- [Required action] Go to the line below containing "pub fn with_defaults()" and print exactly from there through the line containing "at or above", both included. Print nothing else.

- [Given entries]
Segment Open

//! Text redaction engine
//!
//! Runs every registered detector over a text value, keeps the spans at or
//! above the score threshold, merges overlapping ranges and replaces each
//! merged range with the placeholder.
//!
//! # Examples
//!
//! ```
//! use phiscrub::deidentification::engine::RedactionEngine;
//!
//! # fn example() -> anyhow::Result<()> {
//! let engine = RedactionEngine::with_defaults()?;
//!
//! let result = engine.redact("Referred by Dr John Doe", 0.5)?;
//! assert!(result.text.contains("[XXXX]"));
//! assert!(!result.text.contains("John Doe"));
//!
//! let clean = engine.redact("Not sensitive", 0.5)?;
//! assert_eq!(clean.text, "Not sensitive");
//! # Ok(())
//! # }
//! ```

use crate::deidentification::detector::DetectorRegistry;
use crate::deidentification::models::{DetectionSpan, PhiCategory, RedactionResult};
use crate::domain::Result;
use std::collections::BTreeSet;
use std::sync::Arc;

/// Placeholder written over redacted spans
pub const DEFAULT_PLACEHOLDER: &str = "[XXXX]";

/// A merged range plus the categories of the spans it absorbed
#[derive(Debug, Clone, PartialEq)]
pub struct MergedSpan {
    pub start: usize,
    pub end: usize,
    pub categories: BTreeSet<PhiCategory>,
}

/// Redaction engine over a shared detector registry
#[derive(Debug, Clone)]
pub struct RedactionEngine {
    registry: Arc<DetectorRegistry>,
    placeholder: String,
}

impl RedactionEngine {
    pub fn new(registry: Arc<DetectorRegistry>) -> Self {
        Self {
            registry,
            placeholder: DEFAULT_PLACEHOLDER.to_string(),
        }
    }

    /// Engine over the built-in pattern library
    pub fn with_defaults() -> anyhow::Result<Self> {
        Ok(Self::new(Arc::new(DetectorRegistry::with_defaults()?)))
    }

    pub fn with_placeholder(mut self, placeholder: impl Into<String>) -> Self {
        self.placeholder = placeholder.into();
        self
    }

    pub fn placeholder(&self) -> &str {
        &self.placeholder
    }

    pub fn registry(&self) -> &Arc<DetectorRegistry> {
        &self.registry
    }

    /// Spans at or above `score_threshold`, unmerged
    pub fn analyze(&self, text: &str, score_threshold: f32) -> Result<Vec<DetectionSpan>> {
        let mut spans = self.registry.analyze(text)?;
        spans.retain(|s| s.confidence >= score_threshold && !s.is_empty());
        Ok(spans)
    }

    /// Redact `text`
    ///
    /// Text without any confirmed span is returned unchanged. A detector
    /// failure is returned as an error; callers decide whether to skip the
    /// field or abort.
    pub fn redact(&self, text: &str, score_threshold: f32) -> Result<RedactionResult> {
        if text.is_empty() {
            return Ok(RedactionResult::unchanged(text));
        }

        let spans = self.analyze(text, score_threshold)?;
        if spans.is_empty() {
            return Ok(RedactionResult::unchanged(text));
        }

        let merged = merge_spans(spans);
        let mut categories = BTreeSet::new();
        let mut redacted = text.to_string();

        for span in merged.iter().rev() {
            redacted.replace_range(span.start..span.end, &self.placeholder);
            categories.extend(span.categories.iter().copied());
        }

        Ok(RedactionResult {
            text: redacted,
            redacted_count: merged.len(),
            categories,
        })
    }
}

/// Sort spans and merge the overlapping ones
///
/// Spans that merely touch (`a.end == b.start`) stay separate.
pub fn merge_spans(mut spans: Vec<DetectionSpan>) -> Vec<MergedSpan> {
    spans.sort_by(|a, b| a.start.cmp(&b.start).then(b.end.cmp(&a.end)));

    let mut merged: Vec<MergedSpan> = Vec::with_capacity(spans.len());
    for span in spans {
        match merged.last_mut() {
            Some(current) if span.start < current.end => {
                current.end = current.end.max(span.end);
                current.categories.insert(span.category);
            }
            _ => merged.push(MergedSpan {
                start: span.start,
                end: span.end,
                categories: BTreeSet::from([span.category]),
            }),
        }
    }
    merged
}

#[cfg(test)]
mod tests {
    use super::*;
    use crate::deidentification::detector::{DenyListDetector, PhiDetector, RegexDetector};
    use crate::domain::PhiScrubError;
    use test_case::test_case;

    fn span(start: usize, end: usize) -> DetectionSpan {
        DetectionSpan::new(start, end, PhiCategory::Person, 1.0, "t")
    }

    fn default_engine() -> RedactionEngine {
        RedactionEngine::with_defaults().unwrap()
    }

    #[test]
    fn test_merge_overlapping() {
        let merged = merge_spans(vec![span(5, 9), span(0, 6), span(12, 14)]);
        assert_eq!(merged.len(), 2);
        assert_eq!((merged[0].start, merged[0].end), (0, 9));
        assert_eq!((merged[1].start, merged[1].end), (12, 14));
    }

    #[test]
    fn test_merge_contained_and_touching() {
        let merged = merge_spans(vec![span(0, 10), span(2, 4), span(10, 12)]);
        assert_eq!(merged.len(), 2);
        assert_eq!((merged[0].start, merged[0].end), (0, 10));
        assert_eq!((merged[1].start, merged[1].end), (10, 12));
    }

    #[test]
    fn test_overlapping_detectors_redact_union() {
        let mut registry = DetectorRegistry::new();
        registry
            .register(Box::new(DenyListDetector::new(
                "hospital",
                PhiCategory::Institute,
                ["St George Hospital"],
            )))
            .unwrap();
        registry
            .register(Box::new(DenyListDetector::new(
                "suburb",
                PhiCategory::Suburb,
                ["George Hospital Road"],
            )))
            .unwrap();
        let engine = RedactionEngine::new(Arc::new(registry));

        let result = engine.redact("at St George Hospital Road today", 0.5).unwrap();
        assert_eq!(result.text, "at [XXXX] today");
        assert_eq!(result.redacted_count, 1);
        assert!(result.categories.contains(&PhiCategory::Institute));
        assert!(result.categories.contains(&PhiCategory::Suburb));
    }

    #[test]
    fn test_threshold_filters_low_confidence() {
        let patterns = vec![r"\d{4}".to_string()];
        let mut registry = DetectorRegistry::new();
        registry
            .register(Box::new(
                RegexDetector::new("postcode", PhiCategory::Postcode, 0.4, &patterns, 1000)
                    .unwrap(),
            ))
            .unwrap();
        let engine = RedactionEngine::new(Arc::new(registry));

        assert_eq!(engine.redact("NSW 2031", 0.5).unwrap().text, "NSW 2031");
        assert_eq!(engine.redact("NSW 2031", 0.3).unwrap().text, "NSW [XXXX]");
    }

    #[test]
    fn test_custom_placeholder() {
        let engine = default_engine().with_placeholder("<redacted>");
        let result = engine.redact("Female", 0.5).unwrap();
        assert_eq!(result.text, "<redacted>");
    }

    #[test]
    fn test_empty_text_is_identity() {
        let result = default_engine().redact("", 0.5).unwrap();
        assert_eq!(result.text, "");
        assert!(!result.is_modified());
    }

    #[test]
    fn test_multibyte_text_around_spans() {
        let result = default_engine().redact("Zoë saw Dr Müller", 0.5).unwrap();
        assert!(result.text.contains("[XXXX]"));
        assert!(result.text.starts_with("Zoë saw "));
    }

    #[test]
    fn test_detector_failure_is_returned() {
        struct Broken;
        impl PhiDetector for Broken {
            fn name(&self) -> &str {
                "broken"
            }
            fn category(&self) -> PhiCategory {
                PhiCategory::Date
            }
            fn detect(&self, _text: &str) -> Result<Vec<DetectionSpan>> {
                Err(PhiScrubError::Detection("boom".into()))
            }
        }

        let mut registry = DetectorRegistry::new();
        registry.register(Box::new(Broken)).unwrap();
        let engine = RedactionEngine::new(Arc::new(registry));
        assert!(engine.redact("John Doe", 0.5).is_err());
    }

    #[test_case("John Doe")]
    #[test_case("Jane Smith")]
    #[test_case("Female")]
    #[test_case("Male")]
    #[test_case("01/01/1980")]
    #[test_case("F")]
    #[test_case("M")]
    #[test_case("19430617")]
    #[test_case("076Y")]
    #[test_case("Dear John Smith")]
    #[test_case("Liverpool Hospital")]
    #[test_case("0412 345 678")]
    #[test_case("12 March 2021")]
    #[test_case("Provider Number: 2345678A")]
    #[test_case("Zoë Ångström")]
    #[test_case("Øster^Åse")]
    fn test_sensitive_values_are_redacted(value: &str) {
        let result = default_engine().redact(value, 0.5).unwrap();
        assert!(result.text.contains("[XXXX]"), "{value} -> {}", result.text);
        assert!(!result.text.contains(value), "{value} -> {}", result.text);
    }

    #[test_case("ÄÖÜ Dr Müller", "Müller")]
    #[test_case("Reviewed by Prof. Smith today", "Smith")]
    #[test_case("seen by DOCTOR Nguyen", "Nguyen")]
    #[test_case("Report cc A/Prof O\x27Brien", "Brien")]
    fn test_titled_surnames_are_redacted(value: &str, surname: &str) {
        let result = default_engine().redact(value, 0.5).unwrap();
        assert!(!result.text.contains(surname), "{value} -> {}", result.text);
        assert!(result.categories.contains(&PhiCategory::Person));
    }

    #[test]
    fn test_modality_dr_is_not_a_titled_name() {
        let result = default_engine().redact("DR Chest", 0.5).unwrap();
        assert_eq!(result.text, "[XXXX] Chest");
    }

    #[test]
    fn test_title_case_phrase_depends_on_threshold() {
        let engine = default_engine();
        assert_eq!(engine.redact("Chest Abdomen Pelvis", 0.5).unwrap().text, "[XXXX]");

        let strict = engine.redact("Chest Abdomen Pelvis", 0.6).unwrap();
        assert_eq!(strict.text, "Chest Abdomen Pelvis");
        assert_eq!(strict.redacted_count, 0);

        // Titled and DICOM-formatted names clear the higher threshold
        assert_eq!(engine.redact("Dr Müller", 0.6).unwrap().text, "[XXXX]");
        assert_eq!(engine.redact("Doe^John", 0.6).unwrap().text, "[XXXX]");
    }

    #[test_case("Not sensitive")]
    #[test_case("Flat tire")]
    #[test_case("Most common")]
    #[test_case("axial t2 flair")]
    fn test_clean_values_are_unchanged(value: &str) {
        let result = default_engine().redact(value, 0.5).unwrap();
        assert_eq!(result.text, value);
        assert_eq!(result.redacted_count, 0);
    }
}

Segment Closed
Segment Open

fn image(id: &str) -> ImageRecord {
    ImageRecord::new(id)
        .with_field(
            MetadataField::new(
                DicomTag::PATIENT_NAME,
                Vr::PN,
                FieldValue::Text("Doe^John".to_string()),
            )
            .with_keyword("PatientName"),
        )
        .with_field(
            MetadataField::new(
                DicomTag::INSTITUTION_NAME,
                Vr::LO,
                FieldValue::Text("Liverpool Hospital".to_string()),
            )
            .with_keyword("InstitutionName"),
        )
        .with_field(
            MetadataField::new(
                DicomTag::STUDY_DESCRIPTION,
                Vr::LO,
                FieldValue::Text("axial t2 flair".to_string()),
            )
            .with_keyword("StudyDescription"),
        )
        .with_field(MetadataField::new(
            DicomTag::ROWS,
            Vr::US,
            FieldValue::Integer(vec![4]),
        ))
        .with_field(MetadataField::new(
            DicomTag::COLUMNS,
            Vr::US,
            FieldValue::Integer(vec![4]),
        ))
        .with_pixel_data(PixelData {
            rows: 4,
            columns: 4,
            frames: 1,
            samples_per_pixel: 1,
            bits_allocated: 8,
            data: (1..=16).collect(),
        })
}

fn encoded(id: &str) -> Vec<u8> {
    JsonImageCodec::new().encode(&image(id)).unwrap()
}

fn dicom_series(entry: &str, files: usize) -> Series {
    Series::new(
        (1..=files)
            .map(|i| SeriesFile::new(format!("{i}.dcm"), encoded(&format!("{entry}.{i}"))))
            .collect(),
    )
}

Segment Closed

- [Result for this exercise]
    pub fn with_defaults() -> anyhow::Result<Self> {
        Ok(Self::new(Arc::new(DetectorRegistry::with_defaults()?)))
    }

    pub fn with_placeholder(mut self, placeholder: impl Into<String>) -> Self {
        self.placeholder = placeholder.into();
        self
    }

    pub fn placeholder(&self) -> &str {
        &self.placeholder
    }

    pub fn registry(&self) -> &Arc<DetectorRegistry> {
        &self.registry
    }

    /// Spans at or above `score_threshold`, unmerged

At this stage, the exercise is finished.